Does anybody really know what time (zone) it is?

The other day I was on an airplane. You must think I am always on airplanes. I am. There are barn swallows that spend less time in the air than I do.
I was flying home from Nashville via Washington, D.C., and sitting across the aisle from me was a woman in her late-20s who manages a children’s clothing store in Tennessee. I mention her job so you know that she has actual, grown-up responsibilities — work that matters — and wasn’t merely going to the nation’s capital because she has something to do with our government. We were sitting opposite the flight attendant, who was facing us in the jump seat.
As we were climbing after takeoff, the woman said to the flight attendant, “I don’t fly much. Do you?”
The flight attendant, a woman a little older than the store manager, thought she was kidding and laughed graciously.
“I’ve never been to Washington,” the passenger went on. “I thought it would be a much longer flight to the West Coast.”
The flight attendant and I glanced at each other, but I wasn’t about to say a word. Then she said patiently to the store manager, “We’re going to Washington, D.C. The nation’s capital. Are you on the right plane?”
“Oh, I know that,” the woman giggled. “I’m going to a wedding there. It just looked so far away on the map.”
“Washington state is far away from Nashville,” the flight attendant said patiently. “But the capital? Not so much.”
At this point the woman said — and this is an actual quote, not a columnist’s hyperbole — “What? Isn’t Washington, D.C., in Washington state? Why would the city not be with the state? Isn’t Washington in Washington!”
I won’t torment you with the rest of the conversation, but this woman also didn’t realize that Chicago was north of Nashville and that the flight east was passing through a time zone. When I explained to her that our time in the air was one hour shorter than it showed on her itinerary because we were moving from the Central to the Eastern Time Zone, it was as if I had just broken the news to her that the Earth revolves around the sun or that some “American Idol” contestants have coaching.
Now, this woman was no idiot. She was pretty sharp when it came to children’s coaching. To wit: She told me more than I needed to know about the trend toward organic T-shirts in kids’ wear, and she observed rightly that my daughter would have loved her store’s “completely rockin’ guitar skirts” if she were five or six years younger.
But the idea that she could manage a small business and yet have no clue that Washington, D.C., is three time zones east of Washington state — or that her own city was a time zone west of the nation’s capital — scared the heck out of me. At the risk of sounding middle-aged and cranky (two things I am, though I try not to flaunt it), I find it disturbing that someone well into her 20s can function in business without having mastered time zones.
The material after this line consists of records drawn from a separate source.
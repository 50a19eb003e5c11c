// Modules for server components
pub mod api_error;
pub mod decision_api;
pub mod latency;
pub mod response_cache;

// Re-export public APIs
pub use api_error::{ApiError, ApiFailure};
pub use decision_api::{create_router, ApiState, DecisionApiConfig, DecisionApiServer};
pub use latency::{MetricsSnapshot, ServiceMetrics};
pub use response_cache::ResponseCache;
I would be more forgiving if she lived in parts of Indiana, where no one has mastered time zones because no one’s sure what time zone they’re in. Eastern? Central? Hoosier? It seems to change annually there. Likewise, it would be one thing to presume Washington, D.C., was near Seattle if you were 7 years old. But 27?
So, here’s a solution. Imagine if before any of us could log onto Facebook or iTunes, we had to watch a 15 second edu-bit: One moment it was a map that showed us where Estonia was, for instance, and the next it might be the definition of “ablution.” After that there might be a fact about Iraq. Imagine if all television shows (especially reality TV shows) had to offer a 30-second edu-mercial every 30 minutes that taught us something about the Constitution. Or Vietnam. Or … time zones.
Can we reverse the trend toward imbecility? Probably not. But we can at least encourage adults to know what time zone they’re in.
(This column originally ran in the Burlington Free Press on June 1, 2008.)
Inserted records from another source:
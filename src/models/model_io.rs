//! Artifact persistence using the safetensors format
//!
//! Weights are stored as little-endian F64 tensors; provenance and metrics
//! travel in the safetensors header metadata as JSON. One file per artifact:
//! `{dir}/{name}__{version}.safetensors`, written to a temp file and renamed
//! so a concurrent reader never sees a partial artifact.

use safetensors::tensor::{Dtype, SafeTensors, TensorView};
use safetensors::serialize_to_file;
use std::collections::HashMap;
use std::fs;
use std::path::{Path, PathBuf};

use crate::features::FEATURE_COUNT;
use crate::game::PlayCall;
use crate::models::artifact::{ArtifactMetadata, ModelArtifact, Predictor};
use crate::models::linear::{LinearRegressor, SoftmaxClassifier, Standardizer};
use crate::{DecisionServiceError, Result};

const FORMAT: &str = "fourth-and-short/1";
const EXTENSION: &str = "safetensors";
const SEPARATOR: &str = "__";

fn artifact_err(e: impl std::fmt::Display) -> DecisionServiceError {
    DecisionServiceError::Artifact(e.to_string())
}

/// Directory of persisted artifacts.
#[derive(Debug, Clone)]
pub struct ArtifactStore {
    dir: PathBuf,
}

impl ArtifactStore {
    pub fn new(dir: impl Into<PathBuf>) -> Self {
        Self { dir: dir.into() }
    }

    pub fn dir(&self) -> &Path {
        &self.dir
    }

    pub fn path_for(&self, name: &str, version: &str) -> PathBuf {
        self.dir
            .join(format!("{}{}{}.{}", name, SEPARATOR, version, EXTENSION))
    }

    /// Persist an artifact, returning the file it was written to.
    ///
    /// An existing file for the same version is only replaced when it holds
    /// the same weights; otherwise the save fails with `VersionConflict`.
    pub fn save(&self, artifact: &ModelArtifact) -> Result<PathBuf> {
        fs::create_dir_all(&self.dir)?;
        let path = self.path_for(artifact.name(), artifact.version());
        if path.exists() {
            if let Ok(existing) = self.load(&path) {
                if existing.predictor() != artifact.predictor() {
                    return Err(DecisionServiceError::VersionConflict {
                        model: artifact.name().to_string(),
                        version: artifact.version().to_string(),
                    });
                }
            }
        }
        let tmp = path.with_extension("tmp");

        let mut tensors: HashMap<String, (Vec<usize>, Vec<u8>)> = HashMap::new();
        let labels = match artifact.predictor() {
            Predictor::Classifier(model) => {
                let flat: Vec<f64> = model.weights().iter().flatten().copied().collect();
                tensors.insert(
                    "classifier.weights".into(),
                    (vec![model.labels().len(), FEATURE_COUNT], to_bytes(&flat)),
                );
                tensors.insert(
                    "classifier.bias".into(),
                    (vec![model.bias().len()], to_bytes(model.bias())),
                );
                tensors.insert(
                    "classifier.temperature".into(),
                    (vec![1], to_bytes(&[model.temperature()])),
                );
                insert_standardizer(&mut tensors, model.standardizer());
                model
                    .labels()
                    .iter()
                    .map(|l| l.label())
                    .collect::<Vec<_>>()
                    .join(",")
            }
            Predictor::Regressor(model) => {
                tensors.insert(
                    "regressor.weights".into(),
                    (vec![FEATURE_COUNT], to_bytes(model.weights())),
                );
                tensors.insert("regressor.bias".into(), (vec![1], to_bytes(&[model.bias()])));
                tensors.insert(
                    "regressor.residual_std".into(),
                    (vec![1], to_bytes(&[model.residual_std()])),
                );
                insert_standardizer(&mut tensors, model.standardizer());
                String::new()
            }
        };

        let views: HashMap<String, TensorView<'_>> = tensors
            .iter()
            .map(|(name, (shape, data))| {
                TensorView::new(Dtype::F64, shape.clone(), data)
                    .map(|view| (name.clone(), view))
                    .map_err(artifact_err)
            })
            .collect::<Result<_>>()?;

        let mut header = HashMap::new();
        header.insert("format".to_string(), FORMAT.to_string());
        header.insert(
            "artifact".to_string(),
            serde_json::to_string(artifact.metadata()).map_err(artifact_err)?,
        );
        header.insert("labels".to_string(), labels);

        serialize_to_file(views, &Some(header), &tmp).map_err(artifact_err)?;
        fs::rename(&tmp, &path)?;
        log::info!("💾 Saved {}@{} to {}", artifact.name(), artifact.version(), path.display());
        Ok(path)
    }

    pub fn load(&self, path: impl AsRef<Path>) -> Result<ModelArtifact> {
        let path = path.as_ref();
        let buffer = fs::read(path)?;

        let (_, header) = SafeTensors::read_metadata(&buffer).map_err(artifact_err)?;
        let header = header.metadata().clone().unwrap_or_default();
        if header.get("format").map(String::as_str) != Some(FORMAT) {
            return Err(DecisionServiceError::Artifact(format!(
                "{} is not a decision model artifact",
                path.display()
            )));
        }
        let metadata: ArtifactMetadata = header
            .get("artifact")
            .ok_or_else(|| artifact_err("missing artifact metadata"))
            .and_then(|json| serde_json::from_str(json).map_err(artifact_err))?;

        let tensors = SafeTensors::deserialize(&buffer).map_err(artifact_err)?;
        let standardizer = Standardizer::from_parts(
            fixed(&read_f64(&tensors, "standardizer.mean")?)?,
            fixed(&read_f64(&tensors, "standardizer.scale")?)?,
        )?;

        let predictor = match metadata.kind {
            crate::models::ModelKind::DecisionClassifier => {
                let labels = header
                    .get("labels")
                    .map(String::as_str)
                    .unwrap_or_default()
                    .split(',')
                    .map(|l| l.parse::<PlayCall>().map_err(artifact_err))
                    .collect::<Result<Vec<_>>>()?;
                let weights = read_f64(&tensors, "classifier.weights")?
                    .chunks(FEATURE_COUNT)
                    .map(fixed)
                    .collect::<Result<Vec<_>>>()?;
                let bias = read_f64(&tensors, "classifier.bias")?;
                // Uncalibrated artifacts carry no temperature tensor
                let temperature = match tensors.tensor("classifier.temperature") {
                    Ok(_) => scalar(&tensors, "classifier.temperature")?,
                    Err(_) => 1.0,
                };
                Predictor::Classifier(
                    SoftmaxClassifier::from_parts(labels, weights, bias, standardizer)?
                        .with_temperature(temperature)?,
                )
            }
            crate::models::ModelKind::OutcomeRegressor => {
                let weights = fixed(&read_f64(&tensors, "regressor.weights")?)?;
                let bias = scalar(&tensors, "regressor.bias")?;
                let residual_std = scalar(&tensors, "regressor.residual_std")?;
                Predictor::Regressor(LinearRegressor::from_parts(weights, bias, residual_std, standardizer)?)
            }
        };

        ModelArtifact::new(metadata, predictor)
    }

    /// Every artifact in the store, oldest first per model; unreadable files are skipped.
    pub fn list(&self) -> Result<Vec<ModelArtifact>> {
        let pattern = self.dir.join(format!("*{}*.{}", SEPARATOR, EXTENSION));
        let pattern = pattern.to_string_lossy();
        let mut artifacts = Vec::new();
        for entry in glob::glob(&pattern).map_err(artifact_err)? {
            let path = match entry {
                Ok(p) => p,
                Err(e) => {
                    log::warn!("⚠️ Unreadable artifact entry: {}", e);
                    continue;
                }
            };
            match self.load(&path) {
                Ok(artifact) => artifacts.push(artifact),
                Err(e) => log::warn!("⚠️ Skipping {}: {}", path.display(), e),
            }
        }
        artifacts.sort_by(|a, b| {
            a.name()
                .cmp(b.name())
                .then(a.created_at().cmp(&b.created_at()))
                .then(a.version().cmp(b.version()))
        });
        Ok(artifacts)
    }

    /// Newest servable artifact of one model: passed the quality floor and
    /// built for the current feature schema.
    pub fn latest(&self, name: &str) -> Result<Option<ModelArtifact>> {
        Ok(self
            .list()?
            .into_iter()
            .filter(|a| a.name() == name && a.passed_quality() && a.is_current_schema())
            .last())
    }

    /// Newest servable artifact of every model in the store.
    pub fn latest_per_model(&self) -> Result<Vec<ModelArtifact>> {
        let mut latest: Vec<ModelArtifact> = Vec::new();
        for artifact in self.list()? {
            if !artifact.passed_quality() || !artifact.is_current_schema() {
                continue;
            }
            match latest.last_mut() {
                Some(prev) if prev.name() == artifact.name() => *prev = artifact,
                _ => latest.push(artifact),
            }
        }
        Ok(latest)
    }
}

fn insert_standardizer(tensors: &mut HashMap<String, (Vec<usize>, Vec<u8>)>, s: &Standardizer) {
    tensors.insert(
        "standardizer.mean".into(),
        (vec![FEATURE_COUNT], to_bytes(s.mean())),
    );
    tensors.insert(
        "standardizer.scale".into(),
        (vec![FEATURE_COUNT], to_bytes(s.scale())),
    );
}

fn to_bytes(values: &[f64]) -> Vec<u8> {
    values.iter().flat_map(|x| x.to_le_bytes()).collect()
}

fn read_f64(tensors: &SafeTensors<'_>, name: &str) -> Result<Vec<f64>> {
    let view = tensors
        .tensor(name)
        .map_err(|e| artifact_err(format!("tensor '{}': {}", name, e)))?;
    if view.dtype() != Dtype::F64 {
        return Err(artifact_err(format!(
            "tensor '{}' has dtype {:?}, expected F64",
            name,
            view.dtype()
        )));
    }
    Ok(view
        .data()
        .chunks_exact(8)
        .map(|chunk| {
            f64::from_le_bytes([
                chunk[0], chunk[1], chunk[2], chunk[3],
                chunk[4], chunk[5], chunk[6], chunk[7],
            ])
        })
        .collect())
}

fn fixed(values: &[f64]) -> Result<[f64; FEATURE_COUNT]> {
    values.try_into().map_err(|_| {
        artifact_err(format!(
            "expected {} values per feature row, found {}",
            FEATURE_COUNT,
            values.len()
        ))
    })
}

fn scalar(tensors: &SafeTensors<'_>, name: &str) -> Result<f64> {
    read_f64(tensors, name)?
        .first()
        .copied()
        .ok_or_else(|| artifact_err(format!("tensor '{}' is empty", name)))
}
2 thoughts on “Does anybody really know what time (zone) it is?

  1. Kellye L. Parish says:

    I have to admit, I find the idea of edumercials a really interesting one considering the U.S. is one of the most powerful countries on the planet and is one of the dumbest ones too…kind of embarrassing when you think about it.
    ‘Course, I think it’s all that TV that’s causing a jump in idiocy but I’m an English major, so I’m a little biased. I think things that are direct experience like visual media are making people cognitively lazy.
    We wouldn’t be nearly as stupid if people would *gasp* read a book once in awhile. Even if it was just fiction, some of that background information would soak in by osmosis. People would learn without even realizing it. Like subliminal intelligence. >:)

  2. Jess says:

    I always felt sorry for my friends and teachers who lived in Indiana but worked in Cincinnati. I wonder how confusing it was for them to switch time zones every morning and every evening?